In a related documentation of abuse by players (insurers, providers, drug companies) in the “health sector”, Becker’s Hospital Review reports on the Shkreli Awards given out by the Lown Institute. Named after Martin Shkreli, the Turing Pharmaceuticals CEO who in 2015 “acquired a 62-year-old drug called Daraprim and, overnight, increased the price from about $13.50 per pill to $750” (discussed by me in Drug prices and corporate greed: there may be limits to our gullibility, Sept 27, 2015).  I suggested that there were limits because “in 2017, he was convicted in federal court on two counts of securities fraud and one count of conspiring to commit securities fraud, resulting in a 2018 sentence of seven years in prison. In 2022, a federal judge ordered Mr. Shkreli to repay $64 million for hiking the price of Daraprim and imposed a permanent ban on his executive roles in public companies and a lifetime ban from the pharmaceutical industry. He was released early from prison that same year.”

But that was then. Based on the activities described for the recipients of this year’s Shkreli Awards, including UnitedHealthcare, which came in #2, Shkreli himself was a piker. BTW, the #1 spot went to Former Steward Health Care CEO Ralph de la Torre, MD.* So I guess the idea that there are limits to our gullibility, or to the greed of these people and corporations, and the willingness of “regulators” to tolerate or even enable it, was optimistic.

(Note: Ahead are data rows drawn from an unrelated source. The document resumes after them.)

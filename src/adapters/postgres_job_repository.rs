use async_trait::async_trait;
use chrono::{DateTime, Duration, Utc};
use sqlx::PgPool;

use crate::domain::ScheduledJob;
use crate::ports::{JobRepository, RepositoryError, RepositoryResult};

/// Leases on `scheduled_jobs` rows; one poller wins each due run.
#[derive(Clone)]
pub struct PostgresJobRepository {
    pool: PgPool,
}

impl PostgresJobRepository {
    pub fn new(pool: PgPool) -> Self {
        Self { pool }
    }
}

#[async_trait]
impl JobRepository for PostgresJobRepository {
    async fn ensure(&self, name: &str, due_at: DateTime<Utc>) -> RepositoryResult<()> {
        sqlx::query(
            "INSERT INTO scheduled_jobs (name, due_at) VALUES ($1, $2) ON CONFLICT (name) DO NOTHING",
        )
        .bind(name)
        .bind(due_at)
        .execute(&self.pool)
        .await?;
        Ok(())
    }

    async fn claim(
        &self,
        name: &str,
        now: DateTime<Utc>,
        lease: Duration,
    ) -> RepositoryResult<bool> {
        let result = sqlx::query(
            "UPDATE scheduled_jobs SET locked_until = $3 \
             WHERE name = $1 AND due_at <= $2 AND (locked_until IS NULL OR locked_until <= $2)",
        )
        .bind(name)
        .bind(now)
        .bind(now + lease)
        .execute(&self.pool)
        .await?;
        Ok(result.rows_affected() == 1)
    }

    async fn complete(
        &self,
        name: &str,
        ran_at: DateTime<Utc>,
        next_due: DateTime<Utc>,
        error: Option<String>,
    ) -> RepositoryResult<()> {
        let result = sqlx::query(
            "UPDATE scheduled_jobs SET due_at = $2, locked_until = NULL, last_run_at = $3, last_error = $4 \
             WHERE name = $1",
        )
        .bind(name)
        .bind(next_due)
        .bind(ran_at)
        .bind(error)
        .execute(&self.pool)
        .await?;
        if result.rows_affected() == 0 {
            return Err(RepositoryError::NotFound(name.to_string()));
        }
        Ok(())
    }

    async fn get(&self, name: &str) -> RepositoryResult<Option<ScheduledJob>> {
        let row = sqlx::query_as::<_, ScheduledJobRow>(
            "SELECT name, due_at, locked_until, last_run_at, last_error FROM scheduled_jobs WHERE name = $1",
        )
        .bind(name)
        .fetch_optional(&self.pool)
        .await?;

        Ok(row.map(|r| ScheduledJob {
            name: r.name,
            due_at: r.due_at,
            locked_until: r.locked_until,
            last_run_at: r.last_run_at,
            last_error: r.last_error,
        }))
    }
}

#[derive(Debug, sqlx::FromRow)]
struct ScheduledJobRow {
    name: String,
    due_at: DateTime<Utc>,
    locked_until: Option<DateTime<Utc>>,
    last_run_at: Option<DateTime<Utc>>,
    last_error: Option<String>,
}
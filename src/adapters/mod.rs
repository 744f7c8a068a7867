pub mod memory;
pub mod postgres_job_repository;
pub mod postgres_ledger_repository;
pub mod postgres_virtual_account_repository;
pub mod redis_nonce_store;

pub use memory::MemoryStore;
pub use postgres_job_repository::PostgresJobRepository;
pub use postgres_ledger_repository::PostgresLedgerRepository;
pub use postgres_virtual_account_repository::PostgresVirtualAccountRepository;
pub use redis_nonce_store::RedisNonceStore;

However, a positive is that the Consumer Financial Protection Bureau (CFPB) has finalized a rule that would bar medical debt from appearing on Americans' credit reports. Potter observes that

“This progress did not happen in a vacuum. Addressing the medical debt crisis has been a growing priority for policymakers, patients and organizations like Be A Hero, Undue Medical Debt and the Lower Out-of-Pockets (LOOP NOW) Coalition, which I lead.

My team and I, through LOOP NOW, had the honor of helping facilitate a White House event in which Vice President Harris and CFPB Director Rohit Chopra laid out the administration’s plans to address the crisis. That event wasn’t just about policies — it was about amplifying the stories of people like Lindsay, a single mother saddled with $50,000 in medical debt after her insurer denied coverage for her child’s life-saving brain surgery.”

Potter notes that “This single action could wipe $49 billion in debt from the credit reports of 15 million people, offering relief to individuals and families that have had their financial futures derailed by the unforgiving realities of our health care system. If you’ve ever struggled with medical debt—or know someone who has—this is a moment worth celebrating.”

And indeed it is. Until the new Trump administration reverses it, as they probably will, along with abolishing the CFPB altogether.

 

*”Lown Institute awarded Dr. de la Torre the top spot for bad behavior in 2024, which was the demise of Dallas-based Steward Health Care. The for-profit chain was on a buying spree in recent years. Four days into 2024, hospital landlord Medical Properties Trust reported Steward was $50 million behind on its rent. When The Boston Globe published local reporting on the state of affairs at Steward's Massachusetts hospitals, lawmakers and officials started to pay closer attention and the house of cards began falling apart. By May, Steward reported $9 billion in debt and put all of its hospitals up for sale. Dr. de la Torre resigned in September, days after the full Senate voted unanimously to hold him in contempt after he did not comply with a Senate subpoena.”